[Start of Attachment]
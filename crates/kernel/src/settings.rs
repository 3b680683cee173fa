use std::collections::HashMap;
use std::fmt;
use std::path::{Path, PathBuf};

use anyhow::{anyhow, Context};
use serde::Deserialize;

const DEFAULT_ENV: &str = "local";
const ENV_VAR_NAME: &str = "BOOKSHELF_ENV";
const CONFIG_DIR_ENV: &str = "BOOKSHELF_CONFIG_DIR";
const ENV_PREFIX: &str = "BOOKSHELF";

/// Plain variables understood for compatibility with container setups,
/// applied after every other source.
const LEGACY_OVERRIDES: &[(&str, &str)] = &[
    ("PORT", "server.port"),
    ("POSTGRES_USER", "database.user"),
    ("POSTGRES_PASSWORD", "database.password"),
    ("POSTGRES_HOST", "database.host"),
    ("POSTGRES_DB", "database.name"),
    ("DATABASE_URL", "database.url"),
];

/// Deployment environment the application is running in.
#[derive(Debug, Clone, Copy, Deserialize, PartialEq, Eq, Default)]
#[serde(rename_all = "lowercase")]
pub enum Environment {
    #[default]
    Local,
    Staging,
    Production,
}

impl Environment {
    fn parse(name: &str) -> anyhow::Result<Self> {
        match name {
            "local" => Ok(Environment::Local),
            "staging" => Ok(Environment::Staging),
            "production" => Ok(Environment::Production),
            other => Err(anyhow!(
                "unsupported environment '{}'; expected local/staging/production",
                other
            )),
        }
    }
}

/// Top-level configuration structure loaded from layered sources.
#[derive(Debug, Clone, Deserialize, Default)]
pub struct Settings {
    #[serde(default)]
    pub environment: Environment,
    #[serde(default)]
    pub server: ServerSettings,
    #[serde(default)]
    pub database: DatabaseSettings,
    #[serde(default)]
    pub telemetry: TelemetrySettings,
    #[serde(default)]
    pub books: BooksSettings,
}

impl Settings {
    /// Load configuration by layering `.env`, config files, and the process environment.
    pub fn load() -> anyhow::Result<Self> {
        // Allow missing `.env` files without failing.
        let _ = dotenvy::dotenv();

        let vars: HashMap<String, String> = std::env::vars().collect();
        let config_dir = match vars.get(CONFIG_DIR_ENV) {
            Some(dir) => PathBuf::from(dir),
            None => std::env::current_dir()
                .map(|cwd| cwd.join("config"))
                .context("unable to resolve current directory")?,
        };

        Self::load_from(&config_dir, &vars)
    }

    /// Load configuration from `config_dir` and an explicit variable map.
    ///
    /// Precedence, lowest first: `base.toml`, `{environment}.toml`,
    /// `BOOKSHELF_*` variables (`__` separates nested keys), then the plain
    /// `PORT` and `POSTGRES_*` variables.
    pub fn load_from(config_dir: &Path, vars: &HashMap<String, String>) -> anyhow::Result<Self> {
        let environment_name = vars
            .get(ENV_VAR_NAME)
            .map(String::as_str)
            .unwrap_or(DEFAULT_ENV);
        let environment = Environment::parse(environment_name)?;

        let base_path = config_dir.join("base.toml");
        let environment_path = config_dir.join(format!("{}.toml", environment_name));

        let prefixed: config::Map<String, String> = vars
            .iter()
            .filter(|(key, _)| key.starts_with(&format!("{ENV_PREFIX}_")))
            .map(|(key, value)| (key.clone(), value.clone()))
            .collect();

        let mut builder = config::Config::builder()
            .add_source(config::File::from(base_path).required(false))
            .add_source(config::File::from(environment_path).required(false))
            .add_source(
                config::Environment::with_prefix(ENV_PREFIX)
                    .prefix_separator("_")
                    .separator("__")
                    .try_parsing(true)
                    .source(Some(prefixed)),
            );

        for (var, key) in LEGACY_OVERRIDES {
            builder = builder
                .set_override_option(*key, vars.get(*var).cloned())
                .with_context(|| format!("failed to apply {var}"))?;
        }

        let cfg = builder
            .build()
            .with_context(|| "failed to build configuration")?;

        let mut settings: Settings = cfg
            .try_deserialize()
            .with_context(|| "failed to deserialize configuration")?;

        settings.environment = environment;

        Ok(settings)
    }
}

#[derive(Debug, Clone, Deserialize)]
pub struct ServerSettings {
    #[serde(default = "ServerSettings::default_host")]
    pub host: String,
    #[serde(default = "ServerSettings::default_port")]
    pub port: u16,
    #[serde(default = "ServerSettings::default_request_timeout_ms")]
    pub request_timeout_ms: u64,
}

impl ServerSettings {
    fn default_host() -> String {
        "0.0.0.0".to_string()
    }

    fn default_port() -> u16 {
        8080
    }

    fn default_request_timeout_ms() -> u64 {
        15000
    }

    /// `host:port` pair the listener binds to.
    pub fn bind_address(&self) -> String {
        format!("{}:{}", self.host, self.port)
    }
}

impl Default for ServerSettings {
    fn default() -> Self {
        Self {
            host: Self::default_host(),
            port: Self::default_port(),
            request_timeout_ms: Self::default_request_timeout_ms(),
        }
    }
}

#[derive(Clone, Deserialize)]
pub struct DatabaseSettings {
    #[serde(default = "DatabaseSettings::default_host")]
    pub host: String,
    #[serde(default = "DatabaseSettings::default_port")]
    pub port: u16,
    #[serde(default = "DatabaseSettings::default_user")]
    pub user: String,
    #[serde(default)]
    pub password: String,
    #[serde(default = "DatabaseSettings::default_name")]
    pub name: String,
    #[serde(default = "DatabaseSettings::default_max_connections")]
    pub max_connections: u32,
    /// Total connection attempts at startup; 1 means fail on the first error.
    #[serde(default = "DatabaseSettings::default_connect_attempts")]
    pub connect_attempts: usize,
    /// How long one attempt may wait for a connection.
    #[serde(default = "DatabaseSettings::default_connect_timeout_ms")]
    pub connect_timeout_ms: u64,
    /// `postgres://` URL; replaces host, port, user, password and name when set.
    #[serde(default)]
    pub url: Option<String>,
}

impl DatabaseSettings {
    fn default_host() -> String {
        "localhost".to_string()
    }

    fn default_port() -> u16 {
        5432
    }

    fn default_user() -> String {
        "postgres".to_string()
    }

    fn default_name() -> String {
        "postgres".to_string()
    }

    fn default_max_connections() -> u32 {
        5
    }

    fn default_connect_attempts() -> usize {
        1
    }

    fn default_connect_timeout_ms() -> u64 {
        30000
    }

    /// Connection target without credentials, safe to log.
    pub fn target(&self) -> String {
        match self.url {
            Some(_) => "<database url>".to_string(),
            None => format!("{}@{}:{}/{}", self.user, self.host, self.port, self.name),
        }
    }
}

impl Default for DatabaseSettings {
    fn default() -> Self {
        Self {
            host: Self::default_host(),
            port: Self::default_port(),
            user: Self::default_user(),
            password: String::new(),
            name: Self::default_name(),
            max_connections: Self::default_max_connections(),
            connect_attempts: Self::default_connect_attempts(),
            connect_timeout_ms: Self::default_connect_timeout_ms(),
            url: None,
        }
    }
}

impl fmt::Debug for DatabaseSettings {
    fn fmt(&self, f: &mut fmt::Formatter<'_>) -> fmt::Result {
        f.debug_struct("DatabaseSettings")
            .field("host", &self.host)
            .field("port", &self.port)
            .field("user", &self.user)
            .field("password", &"***")
            .field("name", &self.name)
            .field("max_connections", &self.max_connections)
            .field("connect_attempts", &self.connect_attempts)
            .field("connect_timeout_ms", &self.connect_timeout_ms)
            .field("url", &self.url.as_ref().map(|_| "***"))
            .finish()
    }
}

#[derive(Debug, Clone, Deserialize)]
pub struct TelemetrySettings {
    /// Default filter directive; `RUST_LOG` takes precedence when set.
    #[serde(default = "TelemetrySettings::default_log_level")]
    pub log_level: String,
    #[serde(default)]
    pub log_format: LogFormat,
}

impl TelemetrySettings {
    fn default_log_level() -> String {
        "info".to_string()
    }
}

impl Default for TelemetrySettings {
    fn default() -> Self {
        Self {
            log_level: Self::default_log_level(),
            log_format: LogFormat::Pretty,
        }
    }
}

#[derive(Debug, Clone, Copy, Deserialize, PartialEq, Eq, Default)]
#[serde(rename_all = "lowercase")]
pub enum LogFormat {
    #[default]
    Pretty,
    Json,
}

#[derive(Debug, Clone, Deserialize, Default)]
pub struct BooksSettings {
    #[serde(default)]
    pub update_key: UpdateKey,
}

/// Which `id` an update statement is keyed on.
#[derive(Debug, Clone, Copy, Deserialize, PartialEq, Eq, Default)]
#[serde(rename_all = "lowercase")]
pub enum UpdateKey {
    /// The `{id}` path parameter; the body `id` is ignored.
    #[default]
    Path,
    /// The `id` carried in the request body; the path parameter is ignored.
    Body,
}

#[cfg(test)]
mod tests {
    use super::*;

    fn vars(pairs: &[(&str, &str)]) -> HashMap<String, String> {
        pairs
            .iter()
            .map(|(k, v)| (k.to_string(), v.to_string()))
            .collect()
    }

    fn missing_dir() -> PathBuf {
        std::env::temp_dir().join("bookshelf-settings-tests-no-such-dir")
    }

    #[test]
    fn default_environment_is_local() {
        let settings = Settings::default();
        assert_eq!(settings.environment, Environment::Local);
    }

    #[test]
    fn defaults_apply_without_sources() {
        let settings = Settings::load_from(&missing_dir(), &HashMap::new()).unwrap();
        assert_eq!(settings.server.port, 8080);
        assert_eq!(settings.database.host, "localhost");
        assert_eq!(settings.database.port, 5432);
        assert_eq!(settings.database.connect_attempts, 1);
        assert_eq!(settings.database.connect_timeout_ms, 30000);
        assert!(settings.database.url.is_none());
        assert_eq!(settings.books.update_key, UpdateKey::Path);
        assert_eq!(settings.telemetry.log_format, LogFormat::Pretty);
    }

    #[test]
    fn plain_postgres_variables_are_honoured() {
        let settings = Settings::load_from(
            &missing_dir(),
            &vars(&[
                ("PORT", "9090"),
                ("POSTGRES_USER", "librarian"),
                ("POSTGRES_PASSWORD", "12345"),
                ("POSTGRES_HOST", "db"),
                ("POSTGRES_DB", "library"),
            ]),
        )
        .unwrap();

        assert_eq!(settings.server.port, 9090);
        assert_eq!(settings.database.user, "librarian");
        assert_eq!(settings.database.password, "12345");
        assert_eq!(settings.database.host, "db");
        assert_eq!(settings.database.name, "library");
    }

    #[test]
    fn database_url_variable_is_honoured_and_hidden() {
        let settings = Settings::load_from(
            &missing_dir(),
            &vars(&[
                ("DATABASE_URL", "postgres://librarian:hunter2@db:5433/library"),
                ("BOOKSHELF_DATABASE__CONNECT_TIMEOUT_MS", "2500"),
            ]),
        )
        .unwrap();

        assert_eq!(
            settings.database.url.as_deref(),
            Some("postgres://librarian:hunter2@db:5433/library")
        );
        assert_eq!(settings.database.connect_timeout_ms, 2500);
        assert_eq!(settings.database.target(), "<database url>");
        assert!(!format!("{:?}", settings.database).contains("hunter2"));
    }

    #[test]
    fn plain_port_overrides_prefixed_port() {
        let settings = Settings::load_from(
            &missing_dir(),
            &vars(&[("BOOKSHELF_SERVER__PORT", "7000"), ("PORT", "7001")]),
        )
        .unwrap();
        assert_eq!(settings.server.port, 7001);
    }

    #[test]
    fn prefixed_variables_reach_nested_sections() {
        let settings = Settings::load_from(
            &missing_dir(),
            &vars(&[
                ("BOOKSHELF_BOOKS__UPDATE_KEY", "body"),
                ("BOOKSHELF_TELEMETRY__LOG_FORMAT", "json"),
                ("BOOKSHELF_DATABASE__CONNECT_ATTEMPTS", "4"),
            ]),
        )
        .unwrap();
        assert_eq!(settings.books.update_key, UpdateKey::Body);
        assert_eq!(settings.telemetry.log_format, LogFormat::Json);
        assert_eq!(settings.database.connect_attempts, 4);
    }

    #[test]
    fn unknown_environment_is_rejected() {
        let err = Settings::load_from(&missing_dir(), &vars(&[("BOOKSHELF_ENV", "qa")]))
            .unwrap_err();
        assert!(err.to_string().contains("unsupported environment 'qa'"));
    }

    #[test]
    fn database_debug_hides_password() {
        let database = DatabaseSettings {
            password: "hunter2".to_string(),
            ..DatabaseSettings::default()
        };
        let rendered = format!("{database:?}");
        assert!(!rendered.contains("hunter2"));
        assert_eq!(database.target(), "postgres@localhost:5432/postgres");
    }
}
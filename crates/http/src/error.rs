//! Error handling for the bookshelf HTTP layer

use axum::{
    extract::rejection::{JsonRejection, PathRejection},
    http::StatusCode,
    response::{IntoResponse, Response},
    Json,
};
use serde::Serialize;
use serde_json::json;
use thiserror::Error;
use time::OffsetDateTime;
use utoipa::ToSchema;
use uuid::Uuid;

/// Standard error payload for all HTTP errors
#[derive(Debug, Serialize, ToSchema)]
pub struct ErrorBody {
    pub code: String,
    pub message: String,
    #[schema(value_type = Vec<Object>)]
    pub details: Vec<serde_json::Value>,
    pub trace_id: String,
    pub timestamp: String,
}

/// Envelope returned as the body of every error response
#[derive(Debug, Serialize, ToSchema)]
pub struct ErrorResponse {
    pub error: ErrorBody,
}

/// Application error types that map to HTTP responses
#[derive(Error, Debug)]
pub enum AppError {
    #[error("validation error: {message}")]
    Validation {
        details: Vec<serde_json::Value>,
        code: String,
        message: String,
    },

    #[error("not found: {message}")]
    NotFound { message: String, code: String },

    #[error("bad request: {message}")]
    BadRequest { message: String, code: String },

    #[error(transparent)]
    Internal(#[from] anyhow::Error),
}

impl AppError {
    /// Create a validation error
    pub fn validation(details: Vec<serde_json::Value>, message: impl Into<String>) -> Self {
        Self::Validation {
            details,
            code: "validation_error".to_string(),
            message: message.into(),
        }
    }

    /// Validation error listing each empty required field
    pub fn missing_fields(fields: &[&str], message: impl Into<String>) -> Self {
        let details = fields
            .iter()
            .map(|field| json!({"field": field, "error": "required"}))
            .collect();
        Self::validation(details, message)
    }

    /// Create a not found error
    pub fn not_found(message: impl Into<String>) -> Self {
        Self::NotFound {
            message: message.into(),
            code: "not_found".to_string(),
        }
    }

    /// Create a bad request error
    pub fn bad_request(message: impl Into<String>) -> Self {
        Self::BadRequest {
            message: message.into(),
            code: "bad_request".to_string(),
        }
    }

    /// HTTP status this error maps to
    pub fn status(&self) -> StatusCode {
        match self {
            AppError::Validation { .. } | AppError::BadRequest { .. } => StatusCode::BAD_REQUEST,
            AppError::NotFound { .. } => StatusCode::NOT_FOUND,
            AppError::Internal(_) => StatusCode::INTERNAL_SERVER_ERROR,
        }
    }
}

impl From<JsonRejection> for AppError {
    fn from(rejection: JsonRejection) -> Self {
        tracing::debug!(error = %rejection.body_text(), "rejected request payload");
        Self::bad_request("Invalid request payload")
    }
}

impl From<PathRejection> for AppError {
    fn from(rejection: PathRejection) -> Self {
        tracing::debug!(error = %rejection.body_text(), "rejected path parameter");
        Self::bad_request("Invalid path parameter")
    }
}

impl IntoResponse for AppError {
    fn into_response(self) -> Response {
        let status = self.status();
        let error_id = Uuid::new_v4();
        let timestamp = OffsetDateTime::now_utc().to_string();

        let (code, message, details) = match self {
            AppError::Validation {
                details,
                code,
                message,
            } => (code, message, details),
            AppError::NotFound { message, code } => (code, message, Vec::new()),
            AppError::BadRequest { message, code } => (code, message, Vec::new()),
            // Storage messages are passed through verbatim.
            AppError::Internal(e) => ("internal_error".to_string(), e.to_string(), Vec::new()),
        };

        if status.is_server_error() {
            tracing::error!(
                error_id = %error_id,
                error_code = %code,
                status_code = %status.as_u16(),
                error = %message,
                "Request error"
            );
        } else {
            tracing::warn!(
                error_id = %error_id,
                error_code = %code,
                status_code = %status.as_u16(),
                "Request rejected"
            );
        }

        let body = ErrorResponse {
            error: ErrorBody {
                code,
                message,
                details,
                trace_id: error_id.to_string(),
                timestamp,
            },
        };

        (status, Json(body)).into_response()
    }
}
[End of Attachment]
> **ABOUT THIS TASK**
For the lines above, output exactly those from the line containing "to resolve current" through the line containing "then the plain", and skip the others.

> **EXERCISE OUTPUT**
                .context("unable to resolve current directory")?,
        };

        Self::load_from(&config_dir, &vars)
    }

    /// Load configuration from `config_dir` and an explicit variable map.
    ///
    /// Precedence, lowest first: `base.toml`, `{environment}.toml`,
    /// `BOOKSHELF_*` variables (`__` separates nested keys), then the plain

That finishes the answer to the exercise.